Even if it may have morphed into a lifestyle accessory: The Geländewagen by Mercedes-Benz represents the off-road vehicle par excellence. And that is just as true for second generation of the vehicle which launched in 2018 and- somewhat misleadingly – still carries the internal code W463.

Initially shown with V8 petrol engines, it is also available with a 2.9-liter straight-six diesel – as the G350d with 286 horsepower and the G400d with 340 horsepower. But the more powerful diesel requires a costly package called “Stronger than time Edition” – we’d stick to the G350d, which is almost 40 000 euros cheaper and manages to stay under the 100K mark.

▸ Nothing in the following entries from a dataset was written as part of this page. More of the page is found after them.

//! Per-endpoint configuration files.
//!
//! Each file in the endpoints directory declares one webhook route:
//!
//! ```yaml
//! path: /github
//! handler: github_handler
//! auth:
//!   type: hmac
//!   secret_env_key: GITHUB_WEBHOOK_SECRET
//!   header: X-Hub-Signature-256
//!   algorithm: sha256
//!   format: "algorithm=signature"
//! ip_filtering:
//!   allowlist: ["140.82.112.0/20"]
//! opts:
//!   team: platform
//! ```
//!
//! The set of endpoints is loaded once at startup and never reloaded.

use std::collections::HashSet;
use std::fs;
use std::path::Path;

use serde::{Deserialize, Serialize};
use serde_json::{Map, Value};
use tracing::{debug, info};

use super::loader::{is_config_file, read_mapping};
use crate::error::{ConfigError, ConfigResult};
use crate::validation::{canonical_plugin_name, to_type_name, validate_route_path};

/// Default header carrying the client address.
pub const DEFAULT_IP_HEADER: &str = "X-Forwarded-For";

/// Authentication policy for one endpoint.
///
/// The secret itself is never part of configuration; `secret_env_key` names
/// the environment variable that holds it.
#[derive(Debug, Clone, Default, PartialEq, Serialize, Deserialize)]
pub struct AuthConfig {
    /// Auth plugin name (`hmac`, `shared_secret`, or a custom plugin).
    #[serde(rename = "type")]
    pub kind: String,
    /// Environment variable holding the shared secret. Absent = auth skipped.
    #[serde(default)]
    pub secret_env_key: Option<String>,
    #[serde(default)]
    pub header: Option<String>,
    #[serde(default)]
    pub algorithm: Option<String>,
    #[serde(default)]
    pub timestamp_header: Option<String>,
    /// Replay window in seconds.
    #[serde(default)]
    pub timestamp_tolerance: Option<u64>,
    #[serde(default)]
    pub format: Option<String>,
    #[serde(default)]
    pub version_prefix: Option<String>,
    #[serde(default)]
    pub payload_template: Option<String>,
}

impl AuthConfig {
    /// Registry key of the auth plugin this config selects.
    pub fn plugin_name(&self) -> String {
        to_type_name(&self.kind)
    }

    fn validate(&self) -> Result<(), String> {
        canonical_plugin_name(&self.kind).map_err(|e| format!("auth.type: {e}"))?;

        let non_empty = [
            ("secret_env_key", &self.secret_env_key),
            ("header", &self.header),
            ("algorithm", &self.algorithm),
            ("timestamp_header", &self.timestamp_header),
            ("format", &self.format),
            ("version_prefix", &self.version_prefix),
            ("payload_template", &self.payload_template),
        ];
        for (field, value) in non_empty {
            if value.as_deref().is_some_and(|v| v.trim().is_empty()) {
                return Err(format!("auth.{field} cannot be empty"));
            }
        }

        if self.timestamp_tolerance == Some(0) {
            return Err("auth.timestamp_tolerance must be greater than 0".to_string());
        }

        Ok(())
    }
}

/// IP allow/block policy. Endpoint-level config replaces the global one
/// entirely; fields are never merged.
#[derive(Debug, Clone, PartialEq, Serialize, Deserialize)]
pub struct IpFilterConfig {
    #[serde(default = "default_ip_header")]
    pub ip_header: String,
    #[serde(default)]
    pub allowlist: Vec<String>,
    #[serde(default)]
    pub blocklist: Vec<String>,
}

fn default_ip_header() -> String {
    DEFAULT_IP_HEADER.to_string()
}

impl Default for IpFilterConfig {
    fn default() -> Self {
        Self {
            ip_header: default_ip_header(),
            allowlist: Vec::new(),
            blocklist: Vec::new(),
        }
    }
}

impl IpFilterConfig {
    pub(crate) fn validate(&self) -> Result<(), String> {
        if self.ip_header.trim().is_empty() {
            return Err("ip_filtering.ip_header cannot be empty".to_string());
        }
        Ok(())
    }
}

/// One declared webhook route.
#[derive(Debug, Clone, PartialEq, Serialize, Deserialize)]
pub struct EndpointConfig {
    /// Route path relative to the configured root path.
    pub path: String,
    /// Handler plugin name. Canonical `PascalCase` after loading.
    pub handler: String,
    #[serde(default)]
    pub auth: Option<AuthConfig>,
    #[serde(default)]
    pub ip_filtering: Option<IpFilterConfig>,
    /// Free-form options handed to the handler unmodified.
    #[serde(default)]
    pub opts: Map<String, Value>,
}

impl EndpointConfig {
    /// Create an endpoint with just a path and handler.
    pub fn new(path: impl Into<String>, handler: impl Into<String>) -> Self {
        Self {
            path: path.into(),
            handler: handler.into(),
            auth: None,
            ip_filtering: None,
            opts: Map::new(),
        }
    }

    /// Validate the endpoint and return it with a normalized path and a
    /// canonical handler name.
    pub fn validated(mut self) -> Result<Self, String> {
        let path = self.path.trim();
        if path.is_empty() {
            return Err("path cannot be empty".to_string());
        }
        self.path = if path.starts_with('/') {
            path.to_string()
        } else {
            format!("/{path}")
        };
        validate_route_path(&self.path)?;

        if self.handler.is_empty() {
            return Err("handler cannot be empty".to_string());
        }
        self.handler =
            canonical_plugin_name(&self.handler).map_err(|e| format!("handler: {e}"))?;

        if let Some(auth) = &self.auth {
            auth.validate()?;
        }
        if let Some(filter) = &self.ip_filtering {
            filter.validate()?;
        }

        Ok(self)
    }
}

/// Load every endpoint file from `dir` (non-recursive).
///
/// Files are processed in name order. A missing directory yields no
/// endpoints. Any invalid file aborts the whole load, naming its index and
/// path.
///
/// # Errors
///
/// - [`ConfigError::Parse`] / [`ConfigError::Io`] for unreadable files
/// - [`ConfigError::Validation`] for schema violations, unsafe handler names,
///   or duplicate paths
pub fn resolve_endpoints(dir: &Path) -> ConfigResult<Vec<EndpointConfig>> {
    if !dir.is_dir() {
        debug!(dir = %dir.display(), "Endpoints directory not found, no endpoints loaded");
        return Ok(Vec::new());
    }

    let entries = fs::read_dir(dir).map_err(|source| ConfigError::Io {
        path: dir.to_path_buf(),
        source,
    })?;

    let mut files = Vec::new();
    for entry in entries {
        let entry = entry.map_err(|source| ConfigError::Io {
            path: dir.to_path_buf(),
            source,
        })?;
        let path = entry.path();
        if is_config_file(&path) {
            files.push(path);
        }
    }
    files.sort();

    let mut endpoints = Vec::with_capacity(files.len());
    let mut seen_paths = HashSet::new();

    for (index, file) in files.iter().enumerate() {
        let document = read_mapping(file)?;
        let invalid = |message: String| {
            ConfigError::Validation(format!(
                "endpoint #{index} ({}): {message}",
                file.display()
            ))
        };

        let endpoint: EndpointConfig = serde_json::from_value(Value::Object(document))
            .map_err(|e| invalid(e.to_string()))?;
        let endpoint = endpoint.validated().map_err(invalid)?;

        if !seen_paths.insert(endpoint.path.clone()) {
            return Err(invalid(format!("duplicate path '{}'", endpoint.path)));
        }

        debug!(path = %endpoint.path, handler = %endpoint.handler, "Loaded endpoint");
        endpoints.push(endpoint);
    }

    info!(count = endpoints.len(), dir = %dir.display(), "Endpoints loaded");
    Ok(endpoints)
}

Some might argue that a diesel-powered G is the quintessential Geländewagen: It is all about torque, reliability and efficiency – as opposed to the V8 models’ aural and visual demonstration of absolute superiority. In fact, sound differentiates these engines even more than performance: While the V-8 emits an angry growl, the diesel engine is barely audible inside, while bystanders outside are exposed to a subdued diesel purr.

With its 286 horsepower and 600 Nm of torque, the entry-level turbodiesel pulls the 2.5-ton behemoth to 100 kph in a mere 7.4 seconds; top speed is governed at 199 kph. While the G350d’s performance is more than satisfactory, its drinking habits are surprisingly modest.

In the official cycle, it consumes a mere 9.6 litres per 100 kilometers, and even with a heavy foot on the pedal, you will typically not exceed 11 to 12 liters. That’s better than the V8-powered gasoline versions on paper… and far better in real life. The power is channeled to all four wheels through Benz’s own 9-speed torque-converter-style automatic.

Unlike the previous-generation Geländewagen, the new model is absolutely stable at high speeds, its steering is precise, and comfort is exemplary even on long trips. And despite its altogether undesirable aerodynamic characteristics, the cabin is well-isolated and quiet.

The improvements in on-road performance do not come at the cost of off-road capability – at all. In fact, the development team under Gunnar Güthenke has increased the lead that the predecessor held over its competition. With its extreme low-range transfer case, differential locks on both axles and a clutch that can be locked in the center differential, the new Geländewagen can go even further than its military-approved predecessor. And it will simply run circles around a Jeep Wrangler or Toyota Land Cruiser. Towing capability is rated at 3500 kilograms.

In standard spec, the G350d actually displays a distinct look: Devoid of excessive chrome and standing on 18-inch wheels, it looks purposeful and ready for business. However, we expect most customers to opt for 19- or 20-.inch wheels and further visual enhancements, which include aluminium trim, LED headlights and an AMG Line package.

Inside, leather seats and bright aluminum trim are standard, underscoring that the G350d is by no means a replacement for the frugal “Professional” series that Mercedes-Benz offered on the predecessor.

While the G350d is attractively priced at just under 100,000 euro, the G500, with its monster V8 and 422 horsepower, is not that much more expensive at 110,000 euro. And so it comes down to a matter of taste: To acquire a tough work tool, or if fuel consumption matters, we recommend the diesel. If you love the menacing bass of the V-8 and are willing to pay nearly twice the cost of fuel for it, go for the G500. We wouldn’t blame you either way.